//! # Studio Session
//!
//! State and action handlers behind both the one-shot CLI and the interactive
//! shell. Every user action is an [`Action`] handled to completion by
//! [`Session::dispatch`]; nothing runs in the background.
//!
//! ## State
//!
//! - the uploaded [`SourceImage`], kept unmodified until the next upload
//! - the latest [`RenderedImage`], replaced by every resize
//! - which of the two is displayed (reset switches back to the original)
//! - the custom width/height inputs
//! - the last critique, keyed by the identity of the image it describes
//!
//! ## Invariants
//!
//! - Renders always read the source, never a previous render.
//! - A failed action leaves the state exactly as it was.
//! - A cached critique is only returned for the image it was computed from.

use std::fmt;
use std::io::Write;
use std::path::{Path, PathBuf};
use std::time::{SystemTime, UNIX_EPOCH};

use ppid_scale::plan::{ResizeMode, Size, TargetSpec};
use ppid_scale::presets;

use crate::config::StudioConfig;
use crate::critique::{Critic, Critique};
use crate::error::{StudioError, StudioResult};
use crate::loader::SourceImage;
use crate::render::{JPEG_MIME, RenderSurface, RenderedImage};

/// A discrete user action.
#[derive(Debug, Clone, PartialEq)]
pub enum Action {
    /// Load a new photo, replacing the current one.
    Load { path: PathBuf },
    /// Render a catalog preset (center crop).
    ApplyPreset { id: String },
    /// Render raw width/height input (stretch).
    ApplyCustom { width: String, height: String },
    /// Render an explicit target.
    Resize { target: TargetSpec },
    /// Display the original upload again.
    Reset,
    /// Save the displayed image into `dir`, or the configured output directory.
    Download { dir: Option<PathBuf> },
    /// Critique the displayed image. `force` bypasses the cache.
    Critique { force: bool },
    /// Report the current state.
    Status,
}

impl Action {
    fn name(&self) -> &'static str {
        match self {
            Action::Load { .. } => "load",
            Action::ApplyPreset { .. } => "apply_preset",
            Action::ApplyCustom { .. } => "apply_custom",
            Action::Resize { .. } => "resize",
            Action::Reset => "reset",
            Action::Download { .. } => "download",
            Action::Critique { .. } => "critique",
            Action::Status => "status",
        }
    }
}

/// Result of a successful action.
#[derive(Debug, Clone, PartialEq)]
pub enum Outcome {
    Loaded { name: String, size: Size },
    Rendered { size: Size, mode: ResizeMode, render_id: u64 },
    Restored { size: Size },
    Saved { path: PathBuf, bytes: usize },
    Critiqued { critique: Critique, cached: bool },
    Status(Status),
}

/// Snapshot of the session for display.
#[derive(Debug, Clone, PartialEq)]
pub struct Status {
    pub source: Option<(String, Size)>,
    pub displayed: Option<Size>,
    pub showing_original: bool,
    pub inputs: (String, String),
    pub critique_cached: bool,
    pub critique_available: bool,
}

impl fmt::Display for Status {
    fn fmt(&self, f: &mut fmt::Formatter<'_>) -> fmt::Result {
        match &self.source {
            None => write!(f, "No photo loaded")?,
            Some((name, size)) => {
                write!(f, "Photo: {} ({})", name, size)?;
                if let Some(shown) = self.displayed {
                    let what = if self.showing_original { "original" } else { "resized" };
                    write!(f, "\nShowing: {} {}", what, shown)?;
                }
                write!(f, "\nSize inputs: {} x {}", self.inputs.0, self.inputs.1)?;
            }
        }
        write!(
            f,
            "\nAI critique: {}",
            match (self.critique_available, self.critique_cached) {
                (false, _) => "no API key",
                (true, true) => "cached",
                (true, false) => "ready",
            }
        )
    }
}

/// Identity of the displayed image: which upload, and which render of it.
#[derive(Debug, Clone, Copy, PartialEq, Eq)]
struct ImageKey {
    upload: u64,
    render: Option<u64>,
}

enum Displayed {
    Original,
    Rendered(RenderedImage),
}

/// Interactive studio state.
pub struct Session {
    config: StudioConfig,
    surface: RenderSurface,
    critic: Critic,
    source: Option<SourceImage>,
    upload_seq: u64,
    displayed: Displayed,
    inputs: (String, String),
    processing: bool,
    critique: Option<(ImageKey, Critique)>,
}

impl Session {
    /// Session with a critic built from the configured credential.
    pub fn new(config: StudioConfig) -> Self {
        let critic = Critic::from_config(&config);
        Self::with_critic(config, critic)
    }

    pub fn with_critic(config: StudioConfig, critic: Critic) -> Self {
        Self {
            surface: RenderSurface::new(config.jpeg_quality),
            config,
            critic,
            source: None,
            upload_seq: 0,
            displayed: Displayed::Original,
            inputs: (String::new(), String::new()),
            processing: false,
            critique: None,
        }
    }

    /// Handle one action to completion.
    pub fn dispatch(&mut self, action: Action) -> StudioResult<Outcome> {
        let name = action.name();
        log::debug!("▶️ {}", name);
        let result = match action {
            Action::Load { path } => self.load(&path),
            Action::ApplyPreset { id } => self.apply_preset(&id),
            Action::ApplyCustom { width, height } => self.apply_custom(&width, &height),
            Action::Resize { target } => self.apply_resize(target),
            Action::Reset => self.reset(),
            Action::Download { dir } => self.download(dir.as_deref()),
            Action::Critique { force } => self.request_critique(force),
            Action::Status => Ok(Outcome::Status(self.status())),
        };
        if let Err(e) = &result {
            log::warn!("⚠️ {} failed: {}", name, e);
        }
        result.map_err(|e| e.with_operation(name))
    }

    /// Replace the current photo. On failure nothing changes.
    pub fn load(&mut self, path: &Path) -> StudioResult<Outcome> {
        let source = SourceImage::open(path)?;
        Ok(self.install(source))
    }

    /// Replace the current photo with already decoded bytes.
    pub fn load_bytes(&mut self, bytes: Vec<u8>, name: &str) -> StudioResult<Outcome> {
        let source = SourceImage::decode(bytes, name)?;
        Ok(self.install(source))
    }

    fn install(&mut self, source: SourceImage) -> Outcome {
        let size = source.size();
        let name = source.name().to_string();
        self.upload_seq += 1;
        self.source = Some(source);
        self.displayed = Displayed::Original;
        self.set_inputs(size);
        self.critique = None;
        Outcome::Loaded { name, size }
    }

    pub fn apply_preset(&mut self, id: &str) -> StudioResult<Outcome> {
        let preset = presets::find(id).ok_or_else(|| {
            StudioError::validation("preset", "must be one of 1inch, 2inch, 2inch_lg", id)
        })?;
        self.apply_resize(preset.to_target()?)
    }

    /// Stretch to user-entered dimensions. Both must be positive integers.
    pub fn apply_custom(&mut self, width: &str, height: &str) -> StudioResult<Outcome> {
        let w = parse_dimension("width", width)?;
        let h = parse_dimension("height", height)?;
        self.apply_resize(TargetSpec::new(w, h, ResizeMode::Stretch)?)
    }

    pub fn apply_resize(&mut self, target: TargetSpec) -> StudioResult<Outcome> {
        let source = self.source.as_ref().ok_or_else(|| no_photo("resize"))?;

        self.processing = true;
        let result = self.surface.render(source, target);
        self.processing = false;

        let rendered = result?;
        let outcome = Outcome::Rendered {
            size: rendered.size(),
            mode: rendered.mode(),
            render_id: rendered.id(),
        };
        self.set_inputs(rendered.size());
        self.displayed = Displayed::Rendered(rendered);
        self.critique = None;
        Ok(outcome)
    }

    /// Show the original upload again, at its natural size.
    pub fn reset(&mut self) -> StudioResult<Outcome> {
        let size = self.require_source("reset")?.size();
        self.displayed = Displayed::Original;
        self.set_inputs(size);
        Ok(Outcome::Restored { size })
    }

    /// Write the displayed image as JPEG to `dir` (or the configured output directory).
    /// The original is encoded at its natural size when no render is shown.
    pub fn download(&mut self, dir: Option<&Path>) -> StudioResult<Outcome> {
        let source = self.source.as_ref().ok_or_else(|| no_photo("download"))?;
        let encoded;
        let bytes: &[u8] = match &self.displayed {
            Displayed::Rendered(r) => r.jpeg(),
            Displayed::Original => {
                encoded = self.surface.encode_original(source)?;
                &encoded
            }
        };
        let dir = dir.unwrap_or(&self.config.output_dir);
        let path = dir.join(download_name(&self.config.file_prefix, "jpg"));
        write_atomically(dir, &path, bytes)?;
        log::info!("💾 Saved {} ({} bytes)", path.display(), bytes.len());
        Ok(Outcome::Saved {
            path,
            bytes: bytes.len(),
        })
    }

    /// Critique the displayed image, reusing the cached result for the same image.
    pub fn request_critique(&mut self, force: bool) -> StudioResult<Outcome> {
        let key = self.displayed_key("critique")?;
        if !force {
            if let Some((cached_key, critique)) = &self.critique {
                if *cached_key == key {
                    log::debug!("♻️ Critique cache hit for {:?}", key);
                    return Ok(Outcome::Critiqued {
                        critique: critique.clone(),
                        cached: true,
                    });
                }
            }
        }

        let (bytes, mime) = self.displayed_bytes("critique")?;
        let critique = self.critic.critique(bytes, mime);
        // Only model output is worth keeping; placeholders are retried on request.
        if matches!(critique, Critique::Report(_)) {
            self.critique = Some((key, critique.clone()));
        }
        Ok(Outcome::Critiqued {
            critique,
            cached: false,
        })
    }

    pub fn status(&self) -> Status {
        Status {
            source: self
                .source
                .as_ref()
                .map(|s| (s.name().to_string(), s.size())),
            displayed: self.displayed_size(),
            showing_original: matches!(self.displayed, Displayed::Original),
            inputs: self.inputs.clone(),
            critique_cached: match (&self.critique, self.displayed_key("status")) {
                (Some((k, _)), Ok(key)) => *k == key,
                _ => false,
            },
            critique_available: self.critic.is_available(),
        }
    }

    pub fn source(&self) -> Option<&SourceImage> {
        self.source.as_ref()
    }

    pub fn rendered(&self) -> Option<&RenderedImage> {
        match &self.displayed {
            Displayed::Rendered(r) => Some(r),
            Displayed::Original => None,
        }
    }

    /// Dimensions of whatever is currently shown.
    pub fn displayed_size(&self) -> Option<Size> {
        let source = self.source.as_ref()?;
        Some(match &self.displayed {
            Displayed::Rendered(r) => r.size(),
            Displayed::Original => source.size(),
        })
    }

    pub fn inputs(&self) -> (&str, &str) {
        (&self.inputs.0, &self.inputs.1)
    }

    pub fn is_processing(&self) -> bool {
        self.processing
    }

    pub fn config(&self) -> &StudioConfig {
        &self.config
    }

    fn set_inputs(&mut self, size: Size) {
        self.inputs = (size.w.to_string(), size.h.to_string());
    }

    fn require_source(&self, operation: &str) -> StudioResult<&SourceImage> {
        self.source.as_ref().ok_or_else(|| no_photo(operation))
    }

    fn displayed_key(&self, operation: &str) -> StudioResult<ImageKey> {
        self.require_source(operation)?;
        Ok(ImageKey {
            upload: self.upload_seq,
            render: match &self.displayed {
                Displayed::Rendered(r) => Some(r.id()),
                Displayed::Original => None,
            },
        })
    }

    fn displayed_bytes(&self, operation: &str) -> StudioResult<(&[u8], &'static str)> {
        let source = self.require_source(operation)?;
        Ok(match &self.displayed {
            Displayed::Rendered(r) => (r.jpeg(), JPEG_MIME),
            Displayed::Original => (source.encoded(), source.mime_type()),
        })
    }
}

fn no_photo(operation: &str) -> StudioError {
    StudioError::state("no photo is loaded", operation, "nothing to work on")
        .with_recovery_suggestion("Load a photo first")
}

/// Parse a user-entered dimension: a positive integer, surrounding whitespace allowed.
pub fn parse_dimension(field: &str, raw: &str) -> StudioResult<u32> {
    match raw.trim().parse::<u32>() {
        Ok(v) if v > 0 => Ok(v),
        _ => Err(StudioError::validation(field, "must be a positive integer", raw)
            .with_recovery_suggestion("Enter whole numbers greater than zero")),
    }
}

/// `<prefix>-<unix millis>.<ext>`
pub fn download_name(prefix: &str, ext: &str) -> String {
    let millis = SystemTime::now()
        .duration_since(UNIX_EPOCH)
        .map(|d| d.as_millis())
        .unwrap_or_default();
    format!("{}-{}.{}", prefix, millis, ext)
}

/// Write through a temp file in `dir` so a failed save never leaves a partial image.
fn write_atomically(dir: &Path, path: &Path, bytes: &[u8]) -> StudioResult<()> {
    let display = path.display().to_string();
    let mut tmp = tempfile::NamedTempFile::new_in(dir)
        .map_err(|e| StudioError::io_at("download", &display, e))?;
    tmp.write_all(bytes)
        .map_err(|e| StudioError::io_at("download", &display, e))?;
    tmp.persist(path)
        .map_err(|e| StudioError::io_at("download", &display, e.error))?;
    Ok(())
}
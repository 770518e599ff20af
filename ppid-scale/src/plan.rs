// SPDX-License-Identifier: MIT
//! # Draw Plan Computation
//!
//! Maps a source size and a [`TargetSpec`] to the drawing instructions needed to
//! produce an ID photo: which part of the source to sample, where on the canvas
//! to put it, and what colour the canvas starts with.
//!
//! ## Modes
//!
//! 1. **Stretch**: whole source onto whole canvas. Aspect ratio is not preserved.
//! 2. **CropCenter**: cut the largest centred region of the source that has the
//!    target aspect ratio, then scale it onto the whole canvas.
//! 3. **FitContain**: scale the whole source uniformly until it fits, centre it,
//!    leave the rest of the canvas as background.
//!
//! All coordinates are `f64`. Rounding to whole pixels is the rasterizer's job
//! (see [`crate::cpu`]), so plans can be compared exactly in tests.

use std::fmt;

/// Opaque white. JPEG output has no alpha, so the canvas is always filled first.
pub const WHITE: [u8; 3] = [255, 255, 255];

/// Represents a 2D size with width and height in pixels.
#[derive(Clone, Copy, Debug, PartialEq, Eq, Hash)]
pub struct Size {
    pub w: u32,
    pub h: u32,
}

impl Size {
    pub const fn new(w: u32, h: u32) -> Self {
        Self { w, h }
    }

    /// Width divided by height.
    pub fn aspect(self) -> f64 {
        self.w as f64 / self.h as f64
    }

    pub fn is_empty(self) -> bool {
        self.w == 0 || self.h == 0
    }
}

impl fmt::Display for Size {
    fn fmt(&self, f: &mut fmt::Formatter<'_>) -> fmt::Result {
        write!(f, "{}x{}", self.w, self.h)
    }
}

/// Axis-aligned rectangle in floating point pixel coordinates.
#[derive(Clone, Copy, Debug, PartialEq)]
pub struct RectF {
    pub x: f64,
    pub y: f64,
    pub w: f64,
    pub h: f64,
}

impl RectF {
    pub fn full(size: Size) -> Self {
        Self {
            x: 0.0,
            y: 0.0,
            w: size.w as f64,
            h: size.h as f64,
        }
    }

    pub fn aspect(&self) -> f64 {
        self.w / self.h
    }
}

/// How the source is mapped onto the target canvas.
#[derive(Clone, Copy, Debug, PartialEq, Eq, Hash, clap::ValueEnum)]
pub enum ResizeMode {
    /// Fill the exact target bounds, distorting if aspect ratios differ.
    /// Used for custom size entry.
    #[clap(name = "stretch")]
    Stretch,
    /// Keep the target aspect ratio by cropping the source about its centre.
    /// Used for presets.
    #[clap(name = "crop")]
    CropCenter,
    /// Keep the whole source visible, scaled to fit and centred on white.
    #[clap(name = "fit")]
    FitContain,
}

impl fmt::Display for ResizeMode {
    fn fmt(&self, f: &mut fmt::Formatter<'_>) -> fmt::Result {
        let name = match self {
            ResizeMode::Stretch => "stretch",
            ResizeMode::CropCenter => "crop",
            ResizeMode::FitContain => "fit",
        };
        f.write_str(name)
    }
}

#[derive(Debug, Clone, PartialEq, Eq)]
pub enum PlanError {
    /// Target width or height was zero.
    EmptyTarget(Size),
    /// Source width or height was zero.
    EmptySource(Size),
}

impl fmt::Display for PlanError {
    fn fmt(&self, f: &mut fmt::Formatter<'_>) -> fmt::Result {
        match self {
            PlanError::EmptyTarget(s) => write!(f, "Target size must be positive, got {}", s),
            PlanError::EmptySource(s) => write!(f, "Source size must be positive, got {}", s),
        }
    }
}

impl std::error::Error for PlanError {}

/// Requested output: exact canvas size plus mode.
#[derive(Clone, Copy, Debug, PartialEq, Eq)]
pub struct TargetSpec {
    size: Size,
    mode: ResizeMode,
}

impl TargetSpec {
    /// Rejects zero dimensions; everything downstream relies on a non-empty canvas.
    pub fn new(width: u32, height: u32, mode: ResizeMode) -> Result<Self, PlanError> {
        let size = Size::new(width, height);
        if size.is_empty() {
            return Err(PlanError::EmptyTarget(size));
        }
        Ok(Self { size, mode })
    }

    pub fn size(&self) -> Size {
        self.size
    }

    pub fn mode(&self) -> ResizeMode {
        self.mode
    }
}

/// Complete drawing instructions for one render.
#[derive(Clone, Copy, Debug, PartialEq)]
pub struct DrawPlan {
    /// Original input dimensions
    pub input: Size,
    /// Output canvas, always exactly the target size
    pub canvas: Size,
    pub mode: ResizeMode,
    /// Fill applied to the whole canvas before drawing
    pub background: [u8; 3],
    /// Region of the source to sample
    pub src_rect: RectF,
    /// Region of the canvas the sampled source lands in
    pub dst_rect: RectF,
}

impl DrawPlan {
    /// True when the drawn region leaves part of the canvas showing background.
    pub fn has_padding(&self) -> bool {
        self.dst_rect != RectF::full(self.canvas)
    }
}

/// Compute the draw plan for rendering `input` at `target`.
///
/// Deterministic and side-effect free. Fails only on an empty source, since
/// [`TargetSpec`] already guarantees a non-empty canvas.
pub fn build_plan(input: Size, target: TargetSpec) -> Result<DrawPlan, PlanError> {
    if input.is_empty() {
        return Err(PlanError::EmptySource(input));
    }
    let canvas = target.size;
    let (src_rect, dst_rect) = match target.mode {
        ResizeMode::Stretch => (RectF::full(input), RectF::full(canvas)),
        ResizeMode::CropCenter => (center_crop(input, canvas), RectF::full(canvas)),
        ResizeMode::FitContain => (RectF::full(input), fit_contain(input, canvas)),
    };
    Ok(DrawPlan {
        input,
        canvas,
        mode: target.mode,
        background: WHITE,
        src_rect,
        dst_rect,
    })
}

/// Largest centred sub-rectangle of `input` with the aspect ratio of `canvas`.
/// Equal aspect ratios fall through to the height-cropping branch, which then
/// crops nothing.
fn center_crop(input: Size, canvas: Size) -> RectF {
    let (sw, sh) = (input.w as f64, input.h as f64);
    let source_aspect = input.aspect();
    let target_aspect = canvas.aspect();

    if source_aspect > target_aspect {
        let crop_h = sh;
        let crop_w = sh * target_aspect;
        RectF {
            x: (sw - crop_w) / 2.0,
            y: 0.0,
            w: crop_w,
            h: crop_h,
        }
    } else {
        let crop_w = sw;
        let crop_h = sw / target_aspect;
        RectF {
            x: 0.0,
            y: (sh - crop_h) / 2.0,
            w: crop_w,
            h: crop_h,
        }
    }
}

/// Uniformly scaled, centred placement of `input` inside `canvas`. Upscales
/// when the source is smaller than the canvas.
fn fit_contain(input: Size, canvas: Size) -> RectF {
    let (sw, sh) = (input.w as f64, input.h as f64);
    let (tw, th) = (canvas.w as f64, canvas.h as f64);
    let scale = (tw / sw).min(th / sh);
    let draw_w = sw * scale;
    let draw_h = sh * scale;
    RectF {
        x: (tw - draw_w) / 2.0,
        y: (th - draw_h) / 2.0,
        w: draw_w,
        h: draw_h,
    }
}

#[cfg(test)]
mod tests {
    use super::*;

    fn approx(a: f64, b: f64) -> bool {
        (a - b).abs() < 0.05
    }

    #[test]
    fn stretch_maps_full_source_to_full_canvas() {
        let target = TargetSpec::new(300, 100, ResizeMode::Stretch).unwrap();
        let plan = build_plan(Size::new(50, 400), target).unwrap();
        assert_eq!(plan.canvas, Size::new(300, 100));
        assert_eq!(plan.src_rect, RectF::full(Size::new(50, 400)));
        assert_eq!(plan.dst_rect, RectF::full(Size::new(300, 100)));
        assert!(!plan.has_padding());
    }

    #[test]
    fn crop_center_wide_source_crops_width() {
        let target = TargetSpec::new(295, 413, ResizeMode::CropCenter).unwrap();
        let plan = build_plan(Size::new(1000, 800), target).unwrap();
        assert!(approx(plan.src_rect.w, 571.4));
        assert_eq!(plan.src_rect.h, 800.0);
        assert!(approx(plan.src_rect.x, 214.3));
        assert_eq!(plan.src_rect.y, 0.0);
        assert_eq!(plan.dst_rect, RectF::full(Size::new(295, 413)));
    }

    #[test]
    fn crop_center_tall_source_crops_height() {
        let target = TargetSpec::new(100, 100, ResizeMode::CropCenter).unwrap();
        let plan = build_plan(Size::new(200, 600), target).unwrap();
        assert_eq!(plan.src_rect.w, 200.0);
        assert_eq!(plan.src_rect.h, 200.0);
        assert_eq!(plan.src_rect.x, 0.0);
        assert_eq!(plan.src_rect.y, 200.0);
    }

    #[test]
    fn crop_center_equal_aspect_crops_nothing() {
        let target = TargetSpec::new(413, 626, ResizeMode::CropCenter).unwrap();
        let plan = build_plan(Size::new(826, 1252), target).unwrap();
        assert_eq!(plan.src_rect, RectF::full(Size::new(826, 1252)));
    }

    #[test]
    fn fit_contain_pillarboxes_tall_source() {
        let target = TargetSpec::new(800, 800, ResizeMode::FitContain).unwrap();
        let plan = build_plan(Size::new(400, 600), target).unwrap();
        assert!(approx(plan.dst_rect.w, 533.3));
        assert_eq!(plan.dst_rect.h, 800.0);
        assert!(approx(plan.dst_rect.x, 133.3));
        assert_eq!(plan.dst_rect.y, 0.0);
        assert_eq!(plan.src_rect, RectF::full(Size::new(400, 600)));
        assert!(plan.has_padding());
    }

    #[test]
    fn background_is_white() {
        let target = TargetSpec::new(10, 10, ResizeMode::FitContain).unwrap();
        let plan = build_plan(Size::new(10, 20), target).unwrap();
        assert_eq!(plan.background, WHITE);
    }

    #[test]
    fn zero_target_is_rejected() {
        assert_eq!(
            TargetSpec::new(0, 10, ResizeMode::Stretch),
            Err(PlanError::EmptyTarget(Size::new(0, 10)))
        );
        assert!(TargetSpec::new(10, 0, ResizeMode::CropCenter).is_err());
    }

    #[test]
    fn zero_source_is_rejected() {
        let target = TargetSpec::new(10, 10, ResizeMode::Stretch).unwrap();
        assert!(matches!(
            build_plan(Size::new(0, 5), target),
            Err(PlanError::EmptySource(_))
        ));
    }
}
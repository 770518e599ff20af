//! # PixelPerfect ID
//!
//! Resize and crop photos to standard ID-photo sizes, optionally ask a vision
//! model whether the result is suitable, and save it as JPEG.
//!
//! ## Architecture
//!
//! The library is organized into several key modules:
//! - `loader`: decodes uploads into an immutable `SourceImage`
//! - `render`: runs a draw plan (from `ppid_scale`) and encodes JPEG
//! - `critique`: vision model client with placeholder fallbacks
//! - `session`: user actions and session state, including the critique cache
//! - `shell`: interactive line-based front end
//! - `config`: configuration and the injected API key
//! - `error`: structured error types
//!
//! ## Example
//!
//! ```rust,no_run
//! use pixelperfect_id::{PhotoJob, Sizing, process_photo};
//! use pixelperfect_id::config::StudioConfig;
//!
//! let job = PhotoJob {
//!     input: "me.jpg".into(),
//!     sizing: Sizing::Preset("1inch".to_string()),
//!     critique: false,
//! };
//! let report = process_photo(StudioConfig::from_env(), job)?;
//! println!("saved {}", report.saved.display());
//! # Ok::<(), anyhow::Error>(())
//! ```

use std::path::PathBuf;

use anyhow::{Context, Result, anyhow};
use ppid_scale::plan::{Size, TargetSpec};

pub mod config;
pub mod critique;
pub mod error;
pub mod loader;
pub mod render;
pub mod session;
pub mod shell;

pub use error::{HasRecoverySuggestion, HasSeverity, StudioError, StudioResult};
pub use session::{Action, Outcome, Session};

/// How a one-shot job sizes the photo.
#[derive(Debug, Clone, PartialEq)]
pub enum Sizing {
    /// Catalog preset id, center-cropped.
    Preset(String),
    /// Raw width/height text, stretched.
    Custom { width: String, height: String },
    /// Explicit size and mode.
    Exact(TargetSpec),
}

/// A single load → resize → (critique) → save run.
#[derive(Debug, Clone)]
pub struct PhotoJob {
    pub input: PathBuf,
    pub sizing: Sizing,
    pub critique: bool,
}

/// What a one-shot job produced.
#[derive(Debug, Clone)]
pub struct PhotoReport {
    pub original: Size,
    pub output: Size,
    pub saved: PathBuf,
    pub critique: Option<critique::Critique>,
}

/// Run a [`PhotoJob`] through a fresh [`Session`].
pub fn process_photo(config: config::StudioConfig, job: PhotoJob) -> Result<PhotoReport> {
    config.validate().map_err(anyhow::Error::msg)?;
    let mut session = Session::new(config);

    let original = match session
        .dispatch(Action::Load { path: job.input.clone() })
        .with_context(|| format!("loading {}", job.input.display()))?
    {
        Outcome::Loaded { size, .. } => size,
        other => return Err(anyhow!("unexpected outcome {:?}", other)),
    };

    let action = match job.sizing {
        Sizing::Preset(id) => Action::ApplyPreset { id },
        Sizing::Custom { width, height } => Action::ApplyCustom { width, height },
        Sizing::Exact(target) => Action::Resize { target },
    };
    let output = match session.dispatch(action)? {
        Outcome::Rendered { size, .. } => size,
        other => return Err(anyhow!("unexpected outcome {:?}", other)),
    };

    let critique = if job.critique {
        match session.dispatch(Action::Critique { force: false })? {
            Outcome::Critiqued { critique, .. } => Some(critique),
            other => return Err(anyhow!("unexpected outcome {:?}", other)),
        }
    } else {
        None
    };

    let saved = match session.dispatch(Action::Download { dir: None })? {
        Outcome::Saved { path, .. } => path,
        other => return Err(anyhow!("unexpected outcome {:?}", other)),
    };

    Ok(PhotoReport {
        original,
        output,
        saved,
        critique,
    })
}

* **Task description**
Return every line above where "Critiqued" appears.

* **Answer box**
    Critiqued { critique: Critique, cached: bool },
                    return Ok(Outcome::Critiqued {
        Ok(Outcome::Critiqued {
            Outcome::Critiqued { critique, .. } => Some(critique),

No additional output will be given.